Intrarenal renin–angiotensin system inactivation ameliorates tubulopathy via attenuation of mitochondrial oxidative stress, dysfunction and senescence in diabetes

Intrarenal renin-angiotensin system (iRAS) activation has been implicated in tubulopathy in diabetic kidney disease (DKD), its underlying mechanisms remain unclear. Type 1 diabetic Akita mice and Akita mice with angiotensinogen (Agt) deletion in renal tubules (Akita AgtRT KO) and their respective controls were studied at 42 weeks. Akita mice exhibit increased AGT expression, oxidative stress, tubular cell size and luminal dilation in proximal tubules (PTs), while reduced in Akita AgtRT KO mice. Elevated senescence-associated β-galactosidase (SA-β-gal) activity and senescence-associated secretory phenotype (SASP) along with increased senescence marker p16 expression in distal tubules (DTs) were also observed in Akita mice, all normalized in Akita AgtRT KO mice.
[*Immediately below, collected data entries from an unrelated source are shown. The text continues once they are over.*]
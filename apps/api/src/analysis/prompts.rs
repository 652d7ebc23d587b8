// Resume analysis prompt templates.

pub const ANALYSIS_SYSTEM: &str = "\
You are an expert resume analyst. \
You will compare a resume against common Reddit insights and provide personalized feedback.";

pub const ANALYSIS_PROMPT_TEMPLATE: &str = r#"Here is a resume:

{resume_text}

Here are insights from Reddit discussions about resumes:

{insights}

Please provide:
1. {count} specific feedback items for this resume based on the insights. For each item include:
   - "type": "improvement" | "strength" | "insight" | "warning" | "suggestion"
   - "title": short descriptive title
   - "section": which resume section this applies to
   - "category": theme of the feedback, e.g. "ATS Optimization", or null
   - "description": detailed feedback
   - "severity": "low" | "medium" | "high"
   - "suggestion": concrete rewrite or next step, or null
   - "source": relevant subreddit if applicable, or null
2. Scores on a 0-1 scale:
   - "overall_score"
   - "content_score" (quality of content)
   - "formatting_score" (layout and organization)
   - "impact_score" (effectiveness of achievements)
   - "ats_score" (how well it works with ATS systems)

OUTPUT SCHEMA (return exactly this structure):
{
  "feedback": [{"type": "...", "title": "...", "section": "...", "category": null, "description": "...", "severity": "medium", "suggestion": null, "source": null}],
  "scores": {"overall_score": 0.0, "content_score": 0.0, "formatting_score": 0.0, "impact_score": 0.0, "ats_score": 0.0}
}

Return ONLY the JSON object, nothing else, no code fences."#;

pub const ANALYSIS_MAX_TOKENS: u32 = 4096;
Human CKD/DKD datasets confirmed AGT positively correlated with CDKN2A/p16 expression. Akita mice also showed elevated NADPH oxidase 4 (NOX4) expression and mitochondrial cristae disruption in PTs, accompanied by significant oxidative DNA damage, renal inflammation, fibrosis and apoptosis cf. Akita AgtRT KO mice. In vitro, high glucose and angiotensin II (Ang II) triggered NOX4-mediated mitochondrial oxidative stress and dysfunction in proximal tubular (HK-2) cells. In addition, Ang II induced p16-dependent senescence in distal tubular (Madin-Darby canine kidney, MDCK) cells. Conditioned medium from senescent MDCK cells triggered epithelial-to-mesenchymal transition in HK-2 cells, which was reversed by losartan or N-acetylcysteine. These findings suggest that iRAS promotes tubulopathy in DKD through NOX4-induced mitochondrial oxidative stress and dysfunction in PTs and oxidative DNA damage-induced senescence in DTs, providing new therapeutic targets.